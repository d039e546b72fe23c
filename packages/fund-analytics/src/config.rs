//! Engine configuration.

use crate::analytics::DEFAULT_RISK_FREE_RATE;
use crate::{Error, Result};
use serde::{Deserialize, Serialize};
use std::env;
use std::fs;
use std::path::{Path, PathBuf};
use std::time::Duration;

/// Environment variable that overrides the config file location.
pub const CONFIG_ENV_VAR: &str = "FUNDLENS_CONFIG";

/// Which dates make up the performance series.
#[derive(Debug, Clone, Copy, Serialize, Deserialize, PartialEq, Eq, Default)]
#[serde(rename_all = "snake_case")]
pub enum DateAxis {
    /// Dates of the first requested symbol. Empty if that symbol's lookup fails.
    #[default]
    ReferenceSymbol,
    /// Every date on which any holding has a price.
    Union,
}

/// Tunables for the analytics engine.
#[derive(Debug, Clone, Serialize, Deserialize, PartialEq)]
#[serde(default)]
pub struct EngineConfig {
    /// Annual risk-free rate (e.g., 0.02 for 2%)
    pub risk_free_rate: f64,
    /// TTL for cached performance series, in milliseconds
    pub cache_ttl_ms: u64,
    /// Maximum number of price lookups in flight at once
    pub max_concurrent_lookups: usize,
    /// Holdings counted for top-N concentration
    pub top_n: usize,
    /// Date axis for the performance series
    pub date_axis: DateAxis,
}

impl Default for EngineConfig {
    fn default() -> Self {
        Self {
            risk_free_rate: DEFAULT_RISK_FREE_RATE,
            cache_ttl_ms: 24 * 60 * 60 * 1000,
            max_concurrent_lookups: 8,
            top_n: 10,
            date_axis: DateAxis::ReferenceSymbol,
        }
    }
}

impl EngineConfig {
    /// Get the default config file path.
    ///
    /// Default path: `<config dir>/fundlens/config.toml`
    /// Can be overridden with the `FUNDLENS_CONFIG` environment variable.
    pub fn default_path() -> PathBuf {
        if let Ok(path) = env::var(CONFIG_ENV_VAR) {
            return PathBuf::from(path);
        }

        directories::BaseDirs::new()
            .map(|dirs| dirs.config_dir().join("fundlens/config.toml"))
            .unwrap_or_else(|| PathBuf::from("fundlens.toml"))
    }

    /// Load from the default path, falling back to defaults if no file exists.
    pub fn load() -> Result<Self> {
        Self::load_from_path(&Self::default_path())
    }

    /// Load from a specific path, falling back to defaults if no file exists.
    pub fn load_from_path(path: &Path) -> Result<Self> {
        if !path.exists() {
            tracing::debug!(path = %path.display(), "no config file, using defaults");
            return Ok(Self::default());
        }

        let content = fs::read_to_string(path)?;
        let config: Self = toml::from_str(&content)?;
        config.validate()?;

        tracing::debug!(path = %path.display(), "loaded engine config");
        Ok(config)
    }

    /// Check that every field is usable.
    pub fn validate(&self) -> Result<()> {
        if !self.risk_free_rate.is_finite() || self.risk_free_rate < 0.0 {
            return Err(Error::InvalidInput(format!(
                "risk_free_rate must be a non-negative number, got {}",
                self.risk_free_rate
            )));
        }

        if self.max_concurrent_lookups == 0 {
            return Err(Error::InvalidInput(
                "max_concurrent_lookups must be at least 1".to_string(),
            ));
        }

        Ok(())
    }

    /// Cache TTL as a duration.
    pub fn cache_ttl(&self) -> Duration {
        Duration::from_millis(self.cache_ttl_ms)
    }
}
//! Fund metrics facade.
//!
//! [`FundMetricsService`] ties the pieces together for one filing and date range:
//! weights and sector rollups from the holdings, a performance series from the
//! price lookup (through the series cache), and the risk metrics derived from it.
//!
//! Collaborators are passed in explicitly. The service keeps no state of its own
//! between calls.

use chrono::{NaiveDate, NaiveTime};
use std::sync::Arc;
use tokio::sync::watch;
use tracing::{debug, info};

use crate::analytics::calculate_fund_metrics;
use crate::config::EngineConfig;
use crate::portfolio::{by_sector, portfolio_stats, weight, weight_against};
use crate::series::{build_series, Benchmark, SeriesOptions};
use crate::sources::{FilingProvider, PriceLookup, SeriesCache};
use crate::types::{Filing, FundAnalysis, FundMetrics, PerformancePoint, WeightedHolding};
use crate::{Error, Result};

/// Minimum series length for [`FundMetrics`]: two returns.
pub const MIN_METRIC_POINTS: usize = 3;

/// Cache key for a filing's performance series over `[start, end]`.
///
/// Dates are encoded as epoch milliseconds of their UTC midnight. The benchmark
/// is not part of the key.
pub fn performance_cache_key(filing_id: &str, start: NaiveDate, end: NaiveDate) -> String {
    format!(
        "performance:{}:{}:{}",
        filing_id,
        epoch_millis(start),
        epoch_millis(end)
    )
}

fn epoch_millis(date: NaiveDate) -> i64 {
    date.and_time(NaiveTime::MIN).and_utc().timestamp_millis()
}

/// Cancellation signal for one facade request.
///
/// Clones share the same signal. Cancelling discards the request's pending work;
/// lookups already handed to the price collaborator finish on their own.
#[derive(Debug, Clone)]
pub struct CancelToken {
    tx: Arc<watch::Sender<bool>>,
    rx: watch::Receiver<bool>,
}

impl CancelToken {
    pub fn new() -> Self {
        let (tx, rx) = watch::channel(false);
        Self {
            tx: Arc::new(tx),
            rx,
        }
    }

    /// Signal cancellation. Idempotent.
    pub fn cancel(&self) {
        self.tx.send_replace(true);
    }

    pub fn is_cancelled(&self) -> bool {
        *self.rx.borrow()
    }

    /// Resolves once [`cancel`](Self::cancel) has been called on any clone.
    pub async fn cancelled(&self) {
        let mut rx = self.rx.clone();
        if rx.wait_for(|cancelled| *cancelled).await.is_err() {
            // Sender gone without cancelling; never resolve
            std::future::pending::<()>().await;
        }
    }
}

impl Default for CancelToken {
    fn default() -> Self {
        Self::new()
    }
}

/// Facade over weighting, series assembly and metric computation.
pub struct FundMetricsService {
    prices: Arc<dyn PriceLookup>,
    cache: Arc<dyn SeriesCache>,
    filings: Option<Arc<dyn FilingProvider>>,
    config: EngineConfig,
}

impl FundMetricsService {
    /// Create a service over a price lookup and a series cache.
    pub fn new(
        prices: Arc<dyn PriceLookup>,
        cache: Arc<dyn SeriesCache>,
        config: EngineConfig,
    ) -> Self {
        Self {
            prices,
            cache,
            filings: None,
            config,
        }
    }

    /// Attach a filing provider, enabling [`analyze_cik`](Self::analyze_cik).
    pub fn with_filings(mut self, filings: Arc<dyn FilingProvider>) -> Self {
        self.filings = Some(filings);
        self
    }

    pub fn config(&self) -> &EngineConfig {
        &self.config
    }

    /// Analyze a filing over `[start, end]`.
    ///
    /// Holdings are taken as given; principal-amount rows must already be gone.
    /// When `prior` is supplied, each weighted holding carries its quarterly share
    /// change. `metrics` is `None` when the series is too short.
    ///
    /// # Errors
    ///
    /// `Cancelled` if `cancel` fires before the series is ready. Invalid holdings
    /// and series the calculator rejects propagate. Failed price lookups do not.
    pub async fn analyze_filing(
        &self,
        filing: &Filing,
        prior: Option<&Filing>,
        benchmark: &Benchmark,
        start: NaiveDate,
        end: NaiveDate,
        cancel: &CancelToken,
    ) -> Result<FundAnalysis> {
        if cancel.is_cancelled() {
            return Err(Error::Cancelled);
        }

        let holdings = &filing.holdings;
        let weighted = match prior {
            Some(prior) => weight_against(holdings, &prior.holdings)?,
            None => weight(holdings)?,
        };
        let sectors = by_sector(holdings)?;
        let stats = portfolio_stats(holdings, self.config.top_n)?;

        let series = self
            .performance_series(
                &filing.accession_number,
                &weighted,
                benchmark,
                start,
                end,
                cancel,
            )
            .await?;
        let metrics = self.metrics_for(&series)?;

        info!(
            filing = %filing.accession_number,
            holdings = weighted.len(),
            points = series.len(),
            has_metrics = metrics.is_some(),
            "fund analysis complete"
        );

        Ok(FundAnalysis {
            filing_id: filing.accession_number.clone(),
            start,
            end,
            holdings: weighted,
            sectors,
            stats,
            series,
            metrics,
        })
    }

    /// Fetch the latest filing for `cik` and analyze it.
    ///
    /// Principal-amount rows are dropped before analysis.
    ///
    /// # Errors
    ///
    /// `InvalidInput` without a filing provider, `FilingNotFound` for an unknown
    /// CIK, `UpstreamUnavailable` if the provider fails, plus anything
    /// [`analyze_filing`](Self::analyze_filing) returns.
    pub async fn analyze_cik(
        &self,
        cik: &str,
        benchmark: &Benchmark,
        start: NaiveDate,
        end: NaiveDate,
        cancel: &CancelToken,
    ) -> Result<FundAnalysis> {
        let provider = self
            .filings
            .as_ref()
            .ok_or_else(|| Error::InvalidInput("no filing provider configured".to_string()))?;

        let filing = provider
            .get_filing(cik)
            .await?
            .ok_or_else(|| Error::FilingNotFound(cik.to_string()))?;

        let filing = Filing {
            holdings: filing.share_holdings(),
            ..filing
        };

        self.analyze_filing(&filing, None, benchmark, start, end, cancel)
            .await
    }

    /// Risk metrics for a filing's weighted holdings over `[start, end]`.
    ///
    /// `None` when the series has fewer than [`MIN_METRIC_POINTS`] points.
    pub async fn fund_metrics(
        &self,
        filing_id: &str,
        holdings: &[WeightedHolding],
        benchmark: &Benchmark,
        start: NaiveDate,
        end: NaiveDate,
        cancel: &CancelToken,
    ) -> Result<Option<FundMetrics>> {
        let series = self
            .performance_series(filing_id, holdings, benchmark, start, end, cancel)
            .await?;
        self.metrics_for(&series)
    }

    /// Performance series, read through the cache.
    ///
    /// A miss assembles the series and stores it with the configured TTL. Empty
    /// series are not stored, and nothing is stored once `cancel` has fired.
    ///
    /// The cache key covers only the filing and the date range, not `benchmark`.
    /// A second call for the same filing and dates with a different benchmark
    /// returns the series cached for the first one; use a separate cache per
    /// benchmark when mixing them.
    pub async fn performance_series(
        &self,
        filing_id: &str,
        holdings: &[WeightedHolding],
        benchmark: &Benchmark,
        start: NaiveDate,
        end: NaiveDate,
        cancel: &CancelToken,
    ) -> Result<Vec<PerformancePoint>> {
        if cancel.is_cancelled() {
            return Err(Error::Cancelled);
        }

        let key = performance_cache_key(filing_id, start, end);
        if let Some(series) = self.cache.get(&key).await {
            debug!(key = %key, points = series.len(), "performance series cache hit");
            return Ok(series);
        }
        debug!(key = %key, "performance series cache miss");

        let options = SeriesOptions::from(&self.config);
        let series = tokio::select! {
            biased;
            _ = cancel.cancelled() => {
                debug!(key = %key, "performance series request cancelled");
                return Err(Error::Cancelled);
            }
            series = build_series(
                holdings,
                Arc::clone(&self.prices),
                benchmark,
                start,
                end,
                &options,
            ) => series?,
        };

        if cancel.is_cancelled() {
            return Err(Error::Cancelled);
        }

        if !series.is_empty() {
            self.cache
                .set(&key, series.clone(), self.config.cache_ttl())
                .await;
        }

        Ok(series)
    }

    fn metrics_for(&self, series: &[PerformancePoint]) -> Result<Option<FundMetrics>> {
        if series.len() < MIN_METRIC_POINTS {
            debug!(points = series.len(), "too few points for fund metrics");
            return Ok(None);
        }

        let values: Vec<f64> = series.iter().map(|p| p.value).collect();
        let benchmark: Vec<f64> = series.iter().map(|p| p.benchmark).collect();
        calculate_fund_metrics(&values, &benchmark, self.config.risk_free_rate).map(Some)
    }
}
_ _ _ _
● **What to work on**
Only the lines above starting with the one with "return Ok(Self::default());" and going through the one with "field is usable." are to be copied, word for word and with both ends kept.

● **Task result**
            return Ok(Self::default());
        }

        let content = fs::read_to_string(path)?;
        let config: Self = toml::from_str(&content)?;
        config.validate()?;

        tracing::debug!(path = %path.display(), "loaded engine config");
        Ok(config)
    }

    /// Check that every field is usable.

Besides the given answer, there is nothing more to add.